==== Source data

//! Integration tests for the application controller against a scripted
//! generation service and an in-memory store.

use std::sync::Arc;

use tokio_util::sync::CancellationToken;

use nutriguide_core::controller::{AppController, AppState};
use nutriguide_core::generate::Generator;
use nutriguide_core::provider::{GenerationError, RequestKind};
use nutriguide_store::slots::{ALL_KEYS, GUIDELINES_KEY, MEAL_PLAN_KEY, PROFILE_KEY};
use nutriguide_store::{KeyValueStore, MemoryStore, Slots};
use nutriguide_test_utils::{MockGenerationService, MockReply, fixtures, memory_slots};

// ---------------------------------------------------------------------------
// Helpers
// ---------------------------------------------------------------------------

fn controller_with(
    mock: MockGenerationService,
    slots: Slots,
) -> (Arc<MockGenerationService>, AppController) {
    let mock = Arc::new(mock);
    let controller = AppController::load(slots, Generator::new(mock.clone())).unwrap();
    (mock, controller)
}

fn seeded_slots(with_guidelines: bool) -> (Arc<MemoryStore>, Slots) {
    let (store, slots) = memory_slots();
    slots.save_profile(&fixtures::sample_profile()).unwrap();
    slots.save_meal_plan(&fixtures::sample_meal_plan()).unwrap();
    if with_guidelines {
        slots.save_guidelines(&fixtures::sample_guidelines()).unwrap();
    }
    (store, slots)
}

// ---------------------------------------------------------------------------
// Onboarding
// ---------------------------------------------------------------------------

#[tokio::test]
async fn onboarding_saves_one_profile_and_issues_two_requests() {
    let (store, slots) = memory_slots();
    let (mock, mut controller) = controller_with(MockGenerationService::healthy(), slots);
    assert_eq!(controller.state(), AppState::Onboarding);

    controller
        .complete_onboarding(fixtures::sample_profile(), &CancellationToken::new())
        .await
        .unwrap();

    assert_eq!(mock.call_count(), 2);
    assert_eq!(mock.count_for(RequestKind::MealPlan), 1);
    assert_eq!(mock.count_for(RequestKind::Guidelines), 1);
    assert_eq!(controller.state(), AppState::Ready);

    let saved = store.get(PROFILE_KEY).unwrap().expect("profile slot written");
    let profile: serde_json::Value = serde_json::from_str(&saved).unwrap();
    assert_eq!(profile["name"], "Alex Doe");
    assert_eq!(
        store.keys(),
        vec![
            GUIDELINES_KEY.to_string(),
            MEAL_PLAN_KEY.to_string(),
            PROFILE_KEY.to_string()
        ]
    );
}

#[tokio::test]
async fn prompts_embed_every_profile_value() {
    let (_, slots) = memory_slots();
    let (mock, mut controller) = controller_with(MockGenerationService::healthy(), slots);
    controller
        .complete_onboarding(fixtures::sample_profile(), &CancellationToken::new())
        .await
        .unwrap();

    for kind in [RequestKind::MealPlan, RequestKind::Guidelines] {
        let prompt = mock.last_prompt(kind).unwrap();
        for value in [
            "30",
            "female",
            "165cm",
            "60kg",
            "moderate",
            "weight_loss",
            "peanuts",
            "vegetarian",
        ] {
            assert!(prompt.contains(value), "{kind} prompt is missing {value:?}:\n{prompt}");
        }
    }
}

// ---------------------------------------------------------------------------
// Startup
// ---------------------------------------------------------------------------

#[tokio::test]
async fn complete_state_issues_no_requests() {
    let (_, slots) = seeded_slots(true);
    let (mock, mut controller) = controller_with(MockGenerationService::healthy(), slots);

    assert!(!controller.needs_generation());
    controller.start(&CancellationToken::new()).await.unwrap();
    controller.start(&CancellationToken::new()).await.unwrap();

    assert_eq!(mock.call_count(), 0);
    assert_eq!(controller.state(), AppState::Ready);
    assert_eq!(controller.meal_plan().unwrap().len(), 3);
}

#[tokio::test]
async fn missing_guidelines_regenerates_both() {
    let (store, slots) = seeded_slots(false);
    let (mock, mut controller) = controller_with(MockGenerationService::healthy(), slots);

    assert_eq!(controller.state(), AppState::Loading);
    assert!(controller.needs_generation());
    controller.start(&CancellationToken::new()).await.unwrap();

    assert_eq!(mock.count_for(RequestKind::MealPlan), 1);
    assert_eq!(mock.count_for(RequestKind::Guidelines), 1);
    assert_eq!(controller.state(), AppState::Ready);
    assert!(store.get(GUIDELINES_KEY).unwrap().is_some());
}

#[tokio::test]
async fn corrupt_slot_fails_load() {
    let (store, slots) = memory_slots();
    store.set(MEAL_PLAN_KEY, "[{").unwrap();
    let result = AppController::load(slots, Generator::new(Arc::new(MockGenerationService::healthy())));
    let err = result.unwrap_err();
    assert!(err.to_string().contains(MEAL_PLAN_KEY), "got: {err}");
}

// ---------------------------------------------------------------------------
// Failures
// ---------------------------------------------------------------------------

#[tokio::test]
async fn malformed_response_fails_without_saving() {
    let (store, slots) = memory_slots();
    let mock = MockGenerationService::healthy()
        .with_reply(RequestKind::MealPlan, MockReply::Text("I cannot help with that".into()));
    let (_, mut controller) = controller_with(mock, slots);

    controller
        .complete_onboarding(fixtures::sample_profile(), &CancellationToken::new())
        .await
        .unwrap();

    assert!(matches!(controller.state(), AppState::Failed { .. }));
    assert!(matches!(
        controller.last_error(),
        Some(GenerationError::Parse { kind: RequestKind::MealPlan, .. })
    ));
    assert!(store.get(MEAL_PLAN_KEY).unwrap().is_none());
    assert!(store.get(GUIDELINES_KEY).unwrap().is_none());
}

#[tokio::test]
async fn missing_fields_fail_as_invalid_response() {
    let (_, slots) = memory_slots();
    let mock = MockGenerationService::healthy().with_reply(
        RequestKind::Guidelines,
        MockReply::Text(r#"{"dailyCalories": 1800}"#.into()),
    );
    let (_, mut controller) = controller_with(mock, slots);

    controller
        .complete_onboarding(fixtures::sample_profile(), &CancellationToken::new())
        .await
        .unwrap();

    assert!(matches!(
        controller.last_error(),
        Some(GenerationError::InvalidResponse { kind: RequestKind::Guidelines, .. })
    ));
}

#[tokio::test]
async fn retry_recovers_after_failure() {
    let (_, slots) = memory_slots();
    let mock = MockGenerationService::healthy().with_reply(
        RequestKind::Guidelines,
        MockReply::Api {
            status: 503,
            message: "overloaded".into(),
        },
    );
    let (mock, mut controller) = controller_with(mock, slots);
    let cancel = CancellationToken::new();

    controller
        .complete_onboarding(fixtures::sample_profile(), &cancel)
        .await
        .unwrap();
    match controller.state() {
        AppState::Failed { reason } => assert!(reason.contains("503"), "reason: {reason}"),
        other => panic!("expected Failed, got {other:?}"),
    }

    mock.set_reply(
        RequestKind::Guidelines,
        MockReply::Text(fixtures::guidelines_json()),
    );
    controller.retry(&cancel).await.unwrap();

    assert_eq!(controller.state(), AppState::Ready);
    assert_eq!(mock.count_for(RequestKind::Guidelines), 2);
}

#[tokio::test]
async fn cancelled_generation_reports_cancelled() {
    let (_, slots) = memory_slots();
    let mock = MockGenerationService::healthy()
        .with_reply(RequestKind::MealPlan, MockReply::Hang)
        .with_reply(RequestKind::Guidelines, MockReply::Hang);
    let (_, mut controller) = controller_with(mock, slots);

    let cancel = CancellationToken::new();
    let trigger = cancel.clone();
    tokio::spawn(async move {
        tokio::time::sleep(std::time::Duration::from_millis(20)).await;
        trigger.cancel();
    });

    controller
        .complete_onboarding(fixtures::sample_profile(), &cancel)
        .await
        .unwrap();

    assert!(matches!(controller.last_error(), Some(GenerationError::Cancelled)));
}

#[tokio::test]
async fn failed_regeneration_keeps_the_stored_plan_ready() {
    let (store, slots) = seeded_slots(true);
    let before = store.get(MEAL_PLAN_KEY).unwrap();
    let mock = MockGenerationService::healthy()
        .with_reply(RequestKind::Guidelines, MockReply::Transport("offline".into()));
    let (_, mut controller) = controller_with(mock, slots);
    assert_eq!(controller.state(), AppState::Ready);

    controller.generate(&CancellationToken::new()).await.unwrap();

    assert_eq!(controller.state(), AppState::Ready);
    assert!(matches!(controller.last_error(), Some(GenerationError::Transport(_))));
    assert_eq!(controller.meal_plan().map(<[_]>::len), Some(3));
    assert_eq!(store.get(MEAL_PLAN_KEY).unwrap(), before);

    let err = controller.retry(&CancellationToken::new()).await.unwrap_err();
    assert!(err.to_string().contains("ready"), "got: {err}");
}

// ---------------------------------------------------------------------------
// Logout
// ---------------------------------------------------------------------------

#[tokio::test]
async fn logout_clears_all_slots() {
    let (store, slots) = seeded_slots(true);
    slots
        .save_history(&[nutriguide_store::models::ProgressEntry {
            date: "01/01/2025".into(),
            weight: 60.0,
            mood: 3,
            adherence: 80,
        }])
        .unwrap();
    let (_, mut controller) = controller_with(MockGenerationService::healthy(), slots);
    assert_eq!(store.len(), ALL_KEYS.len());
    assert_eq!(controller.progress().history().len(), 1);

    controller.logout().unwrap();

    assert!(store.is_empty());
    assert_eq!(controller.state(), AppState::Onboarding);
    assert!(controller.profile().is_none());
    assert!(controller.progress().history().is_empty());
}

#[tokio::test]
async fn allergen_conflicts_are_reported_not_rejected() {
    let (_, slots) = memory_slots();
    let plan = fixtures::meal_plan_json().replace("Greek Yogurt", "Peanut Bar");
    let mock = MockGenerationService::healthy().with_reply(RequestKind::MealPlan, MockReply::Text(plan));
    let (_, mut controller) = controller_with(mock, slots);

    controller
        .complete_onboarding(fixtures::sample_profile(), &CancellationToken::new())
        .await
        .unwrap();

    assert_eq!(controller.state(), AppState::Ready);
    let conflicts = controller.allergen_conflicts();
    assert_eq!(conflicts.len(), 1);
    assert_eq!(conflicts[0].meal, "Peanut Bar");
}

========

## What you should do:
From the line holding "let conflicts = controller.allergen_conflicts();" to the last line of the data above, copy every line exactly and include nothing more.

## Response box:
    let conflicts = controller.allergen_conflicts();
    assert_eq!(conflicts.len(), 1);
    assert_eq!(conflicts[0].meal, "Peanut Bar");
}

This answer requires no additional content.